§ **Task material**
//! HTTP API for the agent service.
//!
//! Three routes: `POST /call-agent` stages any uploads, resolves the named
//! agents, and runs the agent workflow; `GET /agents` lists the registry;
//! `GET /health` reports liveness.

pub mod types;

use std::sync::Arc;

use axum::{
    extract::{multipart::Field, Multipart, State},
    http::StatusCode,
    response::{IntoResponse, Response},
    routing::{get, post},
    Json, Router,
};
use tower_http::cors::{Any, CorsLayer};
use tower_http::trace::TraceLayer;
use uuid::Uuid;

use crate::agent::AgentRegistry;
use crate::config::Config;
use crate::error::{Error, Result};
use crate::staging::{StagedUpload, StagingClient};
use crate::tools::ToolCatalog;
use crate::workflow::{AgentRequest, AgentWorkflow};
use types::{AgentSummary, AgentsResponse, CallAgentResponse, HealthResponse};

/// Shared application state.
pub struct AppState {
    pub config: Config,
    pub registry: AgentRegistry,
    pub workflow: AgentWorkflow,
}

impl AppState {
    pub fn new(config: Config) -> Self {
        let catalog = Arc::new(ToolCatalog::with_builtin_tools());
        let registry = AgentRegistry::with_defaults(&catalog);
        let workflow = AgentWorkflow::new(catalog, config.clone());
        Self {
            config,
            registry,
            workflow,
        }
    }
}

/// Start the HTTP server and serve until shutdown.
pub async fn serve(config: Config) -> anyhow::Result<()> {
    let addr = format!("{}:{}", config.host, config.port);
    let state = Arc::new(AppState::new(config));
    let app = routes(state);

    let listener = tokio::net::TcpListener::bind(&addr).await?;
    tracing::info!("Listening on http://{}", addr);

    axum::serve(listener, app).await?;

    Ok(())
}

/// Assemble the router with request tracing and permissive CORS.
pub fn routes(state: Arc<AppState>) -> Router {
    let cors = CorsLayer::new()
        .allow_origin(Any)
        .allow_methods(Any)
        .allow_headers(Any);

    Router::new()
        .route("/call-agent", post(call_agent))
        .route("/agents", get(list_agents))
        .route("/health", get(health))
        .layer(TraceLayer::new_for_http())
        .layer(cors)
        .with_state(state)
}

/// Multipart fields lifted out of a `POST /call-agent` body.
struct CallAgentForm {
    request_text: String,
    agent_names: Vec<String>,
    uploads: Vec<StagedUpload>,
}

/// POST /call-agent - Run the requested agents against the uploaded request.
async fn call_agent(
    State(state): State<Arc<AppState>>,
    multipart: Multipart,
) -> Result<Json<CallAgentResponse>> {
    let request_id = Uuid::new_v4();
    let form = parse_call_agent(multipart).await?;

    tracing::info!(
        %request_id,
        agents = ?form.agent_names,
        files = form.uploads.len(),
        "received agent request"
    );

    // Staging is skipped entirely for file-less requests, so the staging
    // credential is only required when something was uploaded.
    let request_files = if form.uploads.is_empty() {
        Vec::new()
    } else {
        StagingClient::from_config(&state.config)?
            .presign(form.uploads)
            .await?
    };

    let agents = state.registry.resolve(&form.agent_names)?;
    let request = AgentRequest {
        request_text: form.request_text.clone(),
        request_files: request_files.clone(),
        agents,
    };

    let result = state.workflow.run(&request).await?;
    tracing::info!(%request_id, "agent request completed");

    Ok(Json(CallAgentResponse {
        request_text: form.request_text,
        request_files,
        result,
        status: StatusCode::OK.as_u16(),
    }))
}

async fn parse_call_agent(mut multipart: Multipart) -> Result<CallAgentForm> {
    let mut request_text = None;
    let mut agent_names = Vec::new();
    let mut uploads = Vec::new();

    while let Some(field) = multipart
        .next_field()
        .await
        .map_err(|e| Error::InvalidRequest(e.to_string()))?
    {
        let name = field.name().unwrap_or_default().to_string();
        match name.as_str() {
            "request_text" => request_text = Some(text_field(field).await?),
            "agent_names" => agent_names.push(text_field(field).await?),
            "files" => {
                let filename = field.file_name().unwrap_or("upload").to_string();
                let content_type = field.content_type().map(|ct| ct.to_string());
                let data = field
                    .bytes()
                    .await
                    .map_err(|e| Error::InvalidRequest(e.to_string()))?
                    .to_vec();
                uploads.push(StagedUpload {
                    filename,
                    content_type,
                    data,
                });
            }
            other => {
                tracing::debug!(field = other, "ignoring unexpected multipart field");
            }
        }
    }

    let request_text = request_text.ok_or_else(|| {
        Error::InvalidRequest("missing required field 'request_text'".to_string())
    })?;

    Ok(CallAgentForm {
        request_text,
        agent_names,
        uploads,
    })
}

async fn text_field(field: Field<'_>) -> Result<String> {
    field
        .text()
        .await
        .map_err(|e| Error::InvalidRequest(e.to_string()))
}

/// GET /agents - List registered agents and their bindings.
async fn list_agents(State(state): State<Arc<AppState>>) -> Json<AgentsResponse> {
    let agents = state
        .registry
        .entries()
        .into_iter()
        .map(|(key, agent)| AgentSummary {
            name: key.to_string(),
            provider: agent.provider.as_str().to_string(),
            model: agent.model.clone(),
            tools: agent.tool_names().iter().map(|s| s.to_string()).collect(),
        })
        .collect();

    Json(AgentsResponse { agents })
}

/// GET /health - Liveness probe.
async fn health() -> Json<HealthResponse> {
    Json(HealthResponse {
        status: "ok".to_string(),
        version: env!("CARGO_PKG_VERSION").to_string(),
    })
}

fn status_for(err: &Error) -> StatusCode {
    match err {
        Error::InvalidRequest(_) | Error::NoAgents | Error::UnsupportedModel { .. } => {
            StatusCode::BAD_REQUEST
        }
        Error::UnknownAgent { .. } => StatusCode::NOT_FOUND,
        Error::ProviderNotImplemented(_) => StatusCode::NOT_IMPLEMENTED,
        Error::MissingCredential(_) => StatusCode::INTERNAL_SERVER_ERROR,
        Error::Provider(_) | Error::Staging(_) => StatusCode::BAD_GATEWAY,
        _ => StatusCode::INTERNAL_SERVER_ERROR,
    }
}

impl IntoResponse for Error {
    fn into_response(self) -> Response {
        let status = status_for(&self);
        let message = self.to_string();

        if status.is_server_error() {
            tracing::error!(status = %status, error = %message, "request failed");
        } else {
            tracing::warn!(status = %status, error = %message, "request rejected");
        }

        (status, Json(serde_json::json!({ "error": message }))).into_response()
    }
}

§ **Instructions for the task**
Your task is to restate every record word for word.

§ **Result of this task**
//! HTTP API for the agent service.
//!
//! Three routes: `POST /call-agent` stages any uploads, resolves the named
//! agents, and runs the agent workflow; `GET /agents` lists the registry;
//! `GET /health` reports liveness.

pub mod types;

use std::sync::Arc;

use axum::{
    extract::{multipart::Field, Multipart, State},
    http::StatusCode,
    response::{IntoResponse, Response},
    routing::{get, post},
    Json, Router,
};
use tower_http::cors::{Any, CorsLayer};
use tower_http::trace::TraceLayer;
use uuid::Uuid;

use crate::agent::AgentRegistry;
use crate::config::Config;
use crate::error::{Error, Result};
use crate::staging::{StagedUpload, StagingClient};
use crate::tools::ToolCatalog;
use crate::workflow::{AgentRequest, AgentWorkflow};
use types::{AgentSummary, AgentsResponse, CallAgentResponse, HealthResponse};

/// Shared application state.
pub struct AppState {
    pub config: Config,
    pub registry: AgentRegistry,
    pub workflow: AgentWorkflow,
}

impl AppState {
    pub fn new(config: Config) -> Self {
        let catalog = Arc::new(ToolCatalog::with_builtin_tools());
        let registry = AgentRegistry::with_defaults(&catalog);
        let workflow = AgentWorkflow::new(catalog, config.clone());
        Self {
            config,
            registry,
            workflow,
        }
    }
}

/// Start the HTTP server and serve until shutdown.
pub async fn serve(config: Config) -> anyhow::Result<()> {
    let addr = format!("{}:{}", config.host, config.port);
    let state = Arc::new(AppState::new(config));
    let app = routes(state);

    let listener = tokio::net::TcpListener::bind(&addr).await?;
    tracing::info!("Listening on http://{}", addr);

    axum::serve(listener, app).await?;

    Ok(())
}

/// Assemble the router with request tracing and permissive CORS.
pub fn routes(state: Arc<AppState>) -> Router {
    let cors = CorsLayer::new()
        .allow_origin(Any)
        .allow_methods(Any)
        .allow_headers(Any);

    Router::new()
        .route("/call-agent", post(call_agent))
        .route("/agents", get(list_agents))
        .route("/health", get(health))
        .layer(TraceLayer::new_for_http())
        .layer(cors)
        .with_state(state)
}

/// Multipart fields lifted out of a `POST /call-agent` body.
struct CallAgentForm {
    request_text: String,
    agent_names: Vec<String>,
    uploads: Vec<StagedUpload>,
}

/// POST /call-agent - Run the requested agents against the uploaded request.
async fn call_agent(
    State(state): State<Arc<AppState>>,
    multipart: Multipart,
) -> Result<Json<CallAgentResponse>> {
    let request_id = Uuid::new_v4();
    let form = parse_call_agent(multipart).await?;

    tracing::info!(
        %request_id,
        agents = ?form.agent_names,
        files = form.uploads.len(),
        "received agent request"
    );

    // Staging is skipped entirely for file-less requests, so the staging
    // credential is only required when something was uploaded.
    let request_files = if form.uploads.is_empty() {
        Vec::new()
    } else {
        StagingClient::from_config(&state.config)?
            .presign(form.uploads)
            .await?
    };

    let agents = state.registry.resolve(&form.agent_names)?;
    let request = AgentRequest {
        request_text: form.request_text.clone(),
        request_files: request_files.clone(),
        agents,
    };

    let result = state.workflow.run(&request).await?;
    tracing::info!(%request_id, "agent request completed");

    Ok(Json(CallAgentResponse {
        request_text: form.request_text,
        request_files,
        result,
        status: StatusCode::OK.as_u16(),
    }))
}

async fn parse_call_agent(mut multipart: Multipart) -> Result<CallAgentForm> {
    let mut request_text = None;
    let mut agent_names = Vec::new();
    let mut uploads = Vec::new();

    while let Some(field) = multipart
        .next_field()
        .await
        .map_err(|e| Error::InvalidRequest(e.to_string()))?
    {
        let name = field.name().unwrap_or_default().to_string();
        match name.as_str() {
            "request_text" => request_text = Some(text_field(field).await?),
            "agent_names" => agent_names.push(text_field(field).await?),
            "files" => {
                let filename = field.file_name().unwrap_or("upload").to_string();
                let content_type = field.content_type().map(|ct| ct.to_string());
                let data = field
                    .bytes()
                    .await
                    .map_err(|e| Error::InvalidRequest(e.to_string()))?
                    .to_vec();
                uploads.push(StagedUpload {
                    filename,
                    content_type,
                    data,
                });
            }
            other => {
                tracing::debug!(field = other, "ignoring unexpected multipart field");
            }
        }
    }

    let request_text = request_text.ok_or_else(|| {
        Error::InvalidRequest("missing required field 'request_text'".to_string())
    })?;

    Ok(CallAgentForm {
        request_text,
        agent_names,
        uploads,
    })
}

async fn text_field(field: Field<'_>) -> Result<String> {
    field
        .text()
        .await
        .map_err(|e| Error::InvalidRequest(e.to_string()))
}

/// GET /agents - List registered agents and their bindings.
async fn list_agents(State(state): State<Arc<AppState>>) -> Json<AgentsResponse> {
    let agents = state
        .registry
        .entries()
        .into_iter()
        .map(|(key, agent)| AgentSummary {
            name: key.to_string(),
            provider: agent.provider.as_str().to_string(),
            model: agent.model.clone(),
            tools: agent.tool_names().iter().map(|s| s.to_string()).collect(),
        })
        .collect();

    Json(AgentsResponse { agents })
}

/// GET /health - Liveness probe.
async fn health() -> Json<HealthResponse> {
    Json(HealthResponse {
        status: "ok".to_string(),
        version: env!("CARGO_PKG_VERSION").to_string(),
    })
}

fn status_for(err: &Error) -> StatusCode {
    match err {
        Error::InvalidRequest(_) | Error::NoAgents | Error::UnsupportedModel { .. } => {
            StatusCode::BAD_REQUEST
        }
        Error::UnknownAgent { .. } => StatusCode::NOT_FOUND,
        Error::ProviderNotImplemented(_) => StatusCode::NOT_IMPLEMENTED,
        Error::MissingCredential(_) => StatusCode::INTERNAL_SERVER_ERROR,
        Error::Provider(_) | Error::Staging(_) => StatusCode::BAD_GATEWAY,
        _ => StatusCode::INTERNAL_SERVER_ERROR,
    }
}

impl IntoResponse for Error {
    fn into_response(self) -> Response {
        let status = status_for(&self);
        let message = self.to_string();

        if status.is_server_error() {
            tracing::error!(status = %status, error = %message, "request failed");
        } else {
            tracing::warn!(status = %status, error = %message, "request rejected");
        }

        (status, Json(serde_json::json!({ "error": message }))).into_response()
    }
}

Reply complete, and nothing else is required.